The cubic spline method for studying the incidence of dystocia by time of delivery offers the advantage of a day-by-day analysis of seasonal variation, thus avoiding grouping the year into months or other longer time intervals. The resulting relative risk (RR) curves compare the risk of dystocia on each day of delivery to the average risk of the entire year. The 95% confidence interval (CI) was calculated according to the fit of the spline model, i.e., the confidence interval corresponds to the fit evaluated for each individual day. In order to demonstrate the adequacy of the seasonal variation obtained by the cubic spline function, we estimated relative risk by grouping the season into months of delivery, still adjusting for time trend as described above.


In order to achieve higher specificity of the outcome, only women with an intervention due to dystocia were classified as having dystocia. We studied seasonal variation in four groups of women:

  1. Women who delivered by emergency cesarean delivery indicated by dystocia, where emergency cesarean delivery is defined as a cesarean delivery carried out within eight hours of the decision.
  2. Women who delivered by vacuum or forceps (instrumental deliveries) indicated by dystocia.
  3. Women who received oxytocin augmentation due to dystocia at a spontaneous cervical dilation of 4 cm or more.
  4. Women with any of the above (dystocia).

Only one type of delivery was registered per woman, thus Groups 1 and 2 are mutually exclusive.
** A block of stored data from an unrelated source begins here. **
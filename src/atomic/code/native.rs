//! 32 and 64-bit words on the platform's native atomics.
//!
//! `fetch_add`, `swap` and `compare_exchange` lower to `lock xadd`,
//! `xchg` and `lock cmpxchg` on x86_64. All orderings are `SeqCst`, the
//! same full barrier a locked instruction gives.

use super::{FamWord, Width};
use std::sync::atomic::{AtomicU32, AtomicU64, Ordering::SeqCst};

macro_rules! native_word {
    ($t:ty, $atomic:ty, $width:expr) => {
        impl FamWord for $t {
            type Storage = $atomic;

            const WIDTH: Width = $width;

            #[inline]
            fn new_storage(value: Self) -> Self::Storage {
                <$atomic>::new(value)
            }

            #[inline]
            fn into_value(storage: Self::Storage) -> Self {
                storage.into_inner()
            }

            #[inline]
            fn wrapping_add(self, rhs: Self) -> Self {
                <$t>::wrapping_add(self, rhs)
            }

            #[inline]
            fn fetch_add(cell: &Self::Storage, inc: Self) -> Self {
                cell.fetch_add(inc, SeqCst)
            }

            #[inline]
            fn swap(cell: &Self::Storage, value: Self) -> Self {
                cell.swap(value, SeqCst)
            }

            #[inline]
            fn compare_store(cell: &Self::Storage, expected: Self, new: Self) -> Self {
                match cell.compare_exchange(expected, new, SeqCst, SeqCst) {
                    Ok(prev) | Err(prev) => prev,
                }
            }

            #[inline]
            fn read(cell: &Self::Storage) -> Self {
                Self::fetch_add(cell, 0)
            }
        }
    };
}

native_word!(u32, AtomicU32, Width::W32);
native_word!(u64, AtomicU64, Width::W64);
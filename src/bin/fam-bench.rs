//! Benchmark driver for the fam latency emulator.
//!
//! Usage:
//!   fam-bench                                   # run every scenario
//!   fam-bench --set fam.atomic_latency=1000     # override a config key
//!   fam-bench --bursts 2,4,16 --copy-size 65536
//!   fam-bench --show-config                     # print the effective config
//!
//! Logging follows `RUST_LOG` (default `info`).

use anyhow::{Context, Result};
use clap::Parser;
use crossbeam_utils::CachePadded;
use fam_emu::emulator::with_thread_emulator;
use fam_emu::prelude::*;
use fam_emu::utils::bench::unit_name;
use fam_emu::utils::{measure_cycles, measure_scenarios, BenchConfig, CpuPinGuard, Scenario};
use rand::rngs::StdRng;
use rand::{Rng, SeedableRng};
use tracing_subscriber::EnvFilter;

#[derive(Parser, Debug)]
#[command(name = "fam-bench", version, about = "Measure emulated fam operation costs")]
struct Args {
    /// Override a config key, e.g. `fam.atomic_latency=1000`. Repeatable.
    #[arg(long = "set", value_name = "KEY=VALUE")]
    overrides: Vec<String>,

    /// Print the effective configuration and exit
    #[arg(long)]
    show_config: bool,

    /// Compare-and-store burst sizes
    #[arg(long, value_delimiter = ',', default_values_t = [4usize, 8])]
    bursts: Vec<usize>,

    /// Bytes per emulated memcpy
    #[arg(long, default_value_t = 4096)]
    copy_size: usize,

    /// Samples per scenario
    #[arg(long, default_value_t = 30)]
    samples: usize,

    /// Unmeasured runs per scenario
    #[arg(long, default_value_t = 10)]
    warmup: usize,

    /// Seed of the sampling schedule (random when absent)
    #[arg(long)]
    seed: Option<u64>,
}

fn main() -> Result<()> {
    tracing_subscriber::fmt()
        .with_env_filter(EnvFilter::try_from_default_env().unwrap_or_else(|_| EnvFilter::new("info")))
        .init();

    let args = Args::parse();
    let config = effective_config(&args.overrides)?;

    if args.show_config {
        print!("{}", toml::to_string_pretty(&config).context("serializing config")?);
        return Ok(());
    }

    let model = fam_emu::model::init(FamModel::from_config(&config))?;
    let _pin = CpuPinGuard::current();

    let seed = args.seed.unwrap_or_else(|| rand::rng().random());
    tracing::info!(seed, "sampling schedule seed");
    let mut rng = StdRng::seed_from_u64(seed);

    let bench_config = BenchConfig {
        samples: args.samples,
        warmup: args.warmup,
    };

    let widest = args.bursts.iter().copied().max().unwrap_or(0);
    let cells: Vec<CachePadded<FamAtomic64>> = (0..widest).map(|_| CachePadded::default()).collect();
    let src = vec![0xa5u8; args.copy_size];
    let mut dst = vec![0u8; args.copy_size];
    let persisted = CachePadded::new(FamAtomic64::new(0));
    let lock = CachePadded::new(FamSpinlock::new());

    let mut scenarios = Vec::new();
    for &burst in &args.bursts {
        let cells = &cells[..burst];
        scenarios.push(Scenario::new(
            format!("cas-burst-{burst}"),
            format!("{burst} compare-and-stores, no fence"),
            move || {
                fence();
                measure_cycles(|| cas_burst(cells)).0
            },
        ));
        scenarios.push(Scenario::new(
            format!("cas-burst-{burst}-fenced"),
            format!("{burst} compare-and-stores, then fence"),
            move || {
                fence();
                measure_cycles(|| {
                    cas_burst(cells);
                    fence();
                })
                .0
            },
        ));
    }
    scenarios.push(Scenario::new(
        format!("memcpy-{}", args.copy_size),
        format!("copy {} bytes from fam", args.copy_size),
        || measure_cycles(|| memcpy(&mut dst, &src)).0,
    ));
    scenarios.push(Scenario::new(
        "flush-persist",
        "update one word and persist its line",
        || {
            measure_cycles(|| {
                persisted.fetch_add(1);
                flush_persist(&*persisted);
            })
            .0
        },
    ));
    scenarios.push(Scenario::new(
        "spinlock",
        "uncontended lock and unlock",
        || {
            measure_cycles(|| {
                let _guard = lock.lock_guard();
            })
            .0
        },
    ));

    print_model(model);
    let results = measure_scenarios(scenarios, &bench_config, &mut rng);

    println!();
    println!(
        "{:<24} {:>12} {:>12} {:>12} {:>12} {:>12}",
        "scenario",
        format!("median {}", unit_name()),
        "mean",
        "std dev",
        "min",
        "max"
    );
    for result in &results {
        let s = &result.summary;
        println!(
            "{:<24} {:>12} {:>12.1} {:>12.1} {:>12} {:>12}",
            result.name, s.median, s.mean, s.std_dev, s.min, s.max
        );
    }

    let stats = with_thread_emulator(|emu| emu.stats());
    println!();
    println!(
        "requests {}  stalls {} ({} {})  fences {} ({} {})",
        stats.requests,
        stats.stalls,
        stats.stall_cycles,
        unit_name(),
        stats.fences,
        stats.fence_cycles,
        unit_name()
    );

    fam_emu::emulator::shutdown_thread();
    Ok(())
}

/// Layered config sources, then `--set` overrides on top.
fn effective_config(overrides: &[String]) -> Result<FamConfig> {
    let mut config = FamConfig::load().context("loading fam config")?;
    for item in overrides {
        let (key, value) = item
            .split_once('=')
            .with_context(|| format!("expected KEY=VALUE, got `{item}`"))?;
        config
            .set(key.trim(), value.trim())
            .with_context(|| format!("applying `{item}`"))?;
    }
    Ok(config)
}

/// One pipelined compare-and-store per cell; each bumps the cell by one.
fn cas_burst(cells: &[CachePadded<FamAtomic64>]) {
    for cell in cells {
        let current = cell.raw().load(std::sync::atomic::Ordering::Relaxed);
        cell.compare_store(current, current.wrapping_add(1));
    }
}

fn print_model(model: &FamModel) {
    println!("fam model");
    println!("  enabled            {}", model.enabled);
    println!("  parallelism        {}", model.parallelism);
    println!("  atomic latency     {} ns", model.atomic_latency_ns);
    println!("  read latency       {} ns", model.read_latency_ns);
    println!(
        "  persist            {} ({} ns)",
        model.persist_enabled, model.persist_latency_ns
    );
    println!(
        "  invalidate         {} ({} ns)",
        model.invalidate_enabled, model.invalidate_latency_ns
    );
    println!("  cpu                {} MHz", model.cpu.mhz());
}
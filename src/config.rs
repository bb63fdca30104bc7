//! Request configuration bound to a mixin factory.
//!
//! A [`RequestConfig`] carries the defaults every request made through a
//! mixin falls back to. It can be built in code with the setter methods or
//! deserialized (e.g. from JSON), in which case unknown keys are rejected.

use std::time::Duration;

use anyhow::Result;
use reqwest::Method;
use reqwest::header::HeaderValue;
use serde::{Deserialize, Serialize};

use crate::http::RequestError;

/// Default number of attempts made before a request is considered failed.
pub const DEFAULT_MAX_ATTEMPT_COUNT: u32 = 5;

/// Methods a mixin may be configured with.
const SUPPORTED_METHODS: [Method; 7] = [
    Method::GET,
    Method::POST,
    Method::PUT,
    Method::PATCH,
    Method::DELETE,
    Method::HEAD,
    Method::OPTIONS,
];

/// Defaults applied to every request made through a mixin.
#[derive(Debug, Clone, PartialEq, Serialize, Deserialize)]
#[serde(default, deny_unknown_fields)]
pub struct RequestConfig {
    /// Method used when a call does not override it.
    #[serde(with = "method_name")]
    pub request_method: Method,
    /// Treat non-2xx responses as failures.
    pub check_status_code: bool,
    /// Total attempts, including the first one.
    pub max_attempt_count: u32,
    /// Pause between a failed attempt and the next one.
    #[serde(with = "delay_seconds")]
    pub request_delay: Duration,
    /// `Referer` header sent with every request.
    #[serde(skip_serializing_if = "Option::is_none")]
    pub update_referer: Option<String>,
    /// Share one session between all mixins built from the same factory.
    pub persist_session: bool,
    /// Least time between the starts of two requests on the same session.
    #[serde(with = "delay_seconds")]
    pub min_request_interval: Duration,
}

impl Default for RequestConfig {
    fn default() -> Self {
        Self {
            request_method: Method::GET,
            check_status_code: false,
            max_attempt_count: DEFAULT_MAX_ATTEMPT_COUNT,
            request_delay: Duration::ZERO,
            update_referer: None,
            persist_session: true,
            min_request_interval: Duration::ZERO,
        }
    }
}

impl RequestConfig {
    pub fn new() -> Self {
        Self::default()
    }

    /// Set the default request method.
    pub fn method(mut self, method: Method) -> Self {
        self.request_method = method;
        self
    }

    /// Set whether non-2xx responses count as failures.
    pub fn check_status_code(mut self, check: bool) -> Self {
        self.check_status_code = check;
        self
    }

    /// Set the total number of attempts.
    pub fn max_attempt_count(mut self, count: u32) -> Self {
        self.max_attempt_count = count;
        self
    }

    /// Set the pause between attempts.
    pub fn request_delay(mut self, delay: Duration) -> Self {
        self.request_delay = delay;
        self
    }

    /// Send this `Referer` with every request.
    pub fn update_referer(mut self, referer: impl Into<String>) -> Self {
        self.update_referer = Some(referer.into());
        self
    }

    /// Set whether mixins from one factory share a session.
    pub fn persist_session(mut self, persist: bool) -> Self {
        self.persist_session = persist;
        self
    }

    /// Space out requests made through the session by at least `interval`.
    pub fn min_request_interval(mut self, interval: Duration) -> Self {
        self.min_request_interval = interval;
        self
    }

    /// Rejects values that could never produce a request.
    pub fn validate(&self) -> Result<()> {
        if self.max_attempt_count == 0 {
            return Err(RequestError::InvalidConfig(
                "max_attempt_count must be at least 1, not 0".to_string(),
            )
            .into());
        }

        if !SUPPORTED_METHODS.contains(&self.request_method) {
            return Err(RequestError::InvalidConfig(format!(
                "unknown request method {}",
                self.request_method
            ))
            .into());
        }

        if let Some(referer) = &self.update_referer {
            HeaderValue::from_str(referer).map_err(|_| {
                RequestError::InvalidConfig(format!("invalid referer value {:?}", referer))
            })?;
        }

        Ok(())
    }
}

/// Parses a method name case-insensitively, accepting only the standard verbs.
pub fn parse_method(name: &str) -> Result<Method, RequestError> {
    let upper = name.trim().to_ascii_uppercase();
    SUPPORTED_METHODS
        .iter()
        .find(|method| method.as_str() == upper)
        .cloned()
        .ok_or_else(|| RequestError::InvalidConfig(format!("unknown request method {}", name)))
}

mod method_name {
    use reqwest::Method;
    use serde::{Deserialize, Deserializer, Serializer};

    pub fn serialize<S: Serializer>(method: &Method, serializer: S) -> Result<S::Ok, S::Error> {
        serializer.serialize_str(method.as_str())
    }

    pub fn deserialize<'de, D: Deserializer<'de>>(deserializer: D) -> Result<Method, D::Error> {
        let name = String::deserialize(deserializer)?;
        super::parse_method(&name).map_err(serde::de::Error::custom)
    }
}

mod delay_seconds {
    use std::time::Duration;

    use serde::{Deserialize, Deserializer, Serializer};

    pub fn serialize<S: Serializer>(delay: &Duration, serializer: S) -> Result<S::Ok, S::Error> {
        serializer.serialize_f64(delay.as_secs_f64())
    }

    // Negative delays mean "no delay".
    pub fn deserialize<'de, D: Deserializer<'de>>(deserializer: D) -> Result<Duration, D::Error> {
        let seconds = f64::deserialize(deserializer)?;
        if !seconds.is_finite() {
            return Err(serde::de::Error::custom(format!(
                "delays must be a finite number of seconds, not {}",
                seconds
            )));
        }
        Ok(Duration::from_secs_f64(seconds.max(0.0)))
    }
}
//! Per-call overrides forwarded to a single request.

use std::time::Duration;

use anyhow::{Context, Result};
use reqwest::header::{HeaderMap, HeaderName, HeaderValue};
use reqwest::{Method, RequestBuilder};
use serde::Serialize;

/// Options for one `make_request` call.
///
/// `method`, `check_status_code` and `update_referer` override the mixin's
/// configuration for this call only. The rest is applied to the request as
/// is. Options are borrowed on every attempt, so retries send the same request.
#[derive(Debug, Clone, Default)]
pub struct RequestOptions {
    pub method: Option<Method>,
    pub check_status_code: Option<bool>,
    pub update_referer: Option<String>,
    pub headers: HeaderMap,
    pub query: Vec<(String, String)>,
    pub body: Option<Vec<u8>>,
    pub json: Option<serde_json::Value>,
    pub form: Vec<(String, String)>,
    pub timeout: Option<Duration>,
}

impl RequestOptions {
    pub fn new() -> Self {
        Self::default()
    }

    pub fn method(mut self, method: Method) -> Self {
        self.method = Some(method);
        self
    }

    pub fn check_status_code(mut self, check: bool) -> Self {
        self.check_status_code = Some(check);
        self
    }

    pub fn update_referer(mut self, referer: impl Into<String>) -> Self {
        self.update_referer = Some(referer.into());
        self
    }

    pub fn header(mut self, name: HeaderName, value: HeaderValue) -> Self {
        self.headers.insert(name, value);
        self
    }

    pub fn query(mut self, key: impl Into<String>, value: impl Into<String>) -> Self {
        self.query.push((key.into(), value.into()));
        self
    }

    pub fn body(mut self, body: impl Into<Vec<u8>>) -> Self {
        self.body = Some(body.into());
        self
    }

    /// Serialize `value` as the JSON request body.
    pub fn json<T: Serialize + ?Sized>(mut self, value: &T) -> Result<Self> {
        let value = serde_json::to_value(value).context("Failed to serialize JSON body")?;
        self.json = Some(value);
        Ok(self)
    }

    pub fn form(mut self, key: impl Into<String>, value: impl Into<String>) -> Self {
        self.form.push((key.into(), value.into()));
        self
    }

    pub fn timeout(mut self, timeout: Duration) -> Self {
        self.timeout = Some(timeout);
        self
    }

    /// Applies headers, query, body and timeout to `builder`.
    ///
    /// A JSON body wins over a form body, which wins over a raw body.
    pub(crate) fn apply(&self, mut builder: RequestBuilder) -> RequestBuilder {
        if !self.headers.is_empty() {
            builder = builder.headers(self.headers.clone());
        }

        if !self.query.is_empty() {
            builder = builder.query(&self.query);
        }

        if let Some(json) = &self.json {
            builder = builder.json(json);
        } else if !self.form.is_empty() {
            builder = builder.form(&self.form);
        } else if let Some(body) = &self.body {
            builder = builder.body(body.clone());
        }

        if let Some(timeout) = self.timeout {
            builder = builder.timeout(timeout);
        }

        builder
    }
}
However, a relatively small number of women who received a trial of labor augmentation by oxytocin followed by an acute cesarean delivery or an instrumental delivery are represented in both Groups 1 and 3 (n = 472), or 2 and 3 (n = 1,269). Women who delivered by cesarean delivery indicated by a preceding failed attempt of instrumental vaginal delivery are included in Group 1, but only in cases where dystocia was also stated as the indication for the cesarean delivery.

Dystocia may be related to factors acting at different times during pregnancy; both at the time the myometrium grows and develops, and after it has reached its final size. If such factors change during the year, and the length of gestation is not considered, then seasonal variation in pregnancy exposures arising at times other than close to delivery may be missed. We therefore decided to restrict our analysis to infants born at term (gestational age from 37+0 to 41+6). In order to eliminate the effect of variations in gestational length for pregnancies carried at full term, we further investigated seasonal variation of dystocia according to time of conception, calculated by subtraction of the gestational age minus 14 days from the date of delivery.

In our primary analysis, we did not adjust for risk factors for dystocia or vitamin D deficiency, because they were considered unlikely to show any seasonal variation. In order to confirm this, we examined the proportion of infants weighing more than 4,000 grams at birth (from birth registration, data available for all births) and of infants born to smoking mothers (in four groups), mothers in five age groups, mothers in four pre-pregnancy body mass index (BMI) groups, mothers in four ethnicity groups, and mothers in four educational level groups (from self-administered questionnaire, data available for 86% women) by month of birth. As expected, none of these risk factors showed any seasonal variation, and they were not included in the primary analyses. However, birth weight, maternal pre-pregnancy BMI and maternal ethnicity, factors associated with dystocia and with the metabolism of vitamin D, showed some fluctuation during the study period that could create an artifact of seasonal variation despite adjustment for calendar time. In secondary analyses, we estimated the RR for dystocia for each month of delivery adjusted for maternal pre-pregnancy BMI (missing n = 6,000), for birth weight (missing n = 27), for ethnicity (missing n = 10.353) and for educational level (missing n = 13.039).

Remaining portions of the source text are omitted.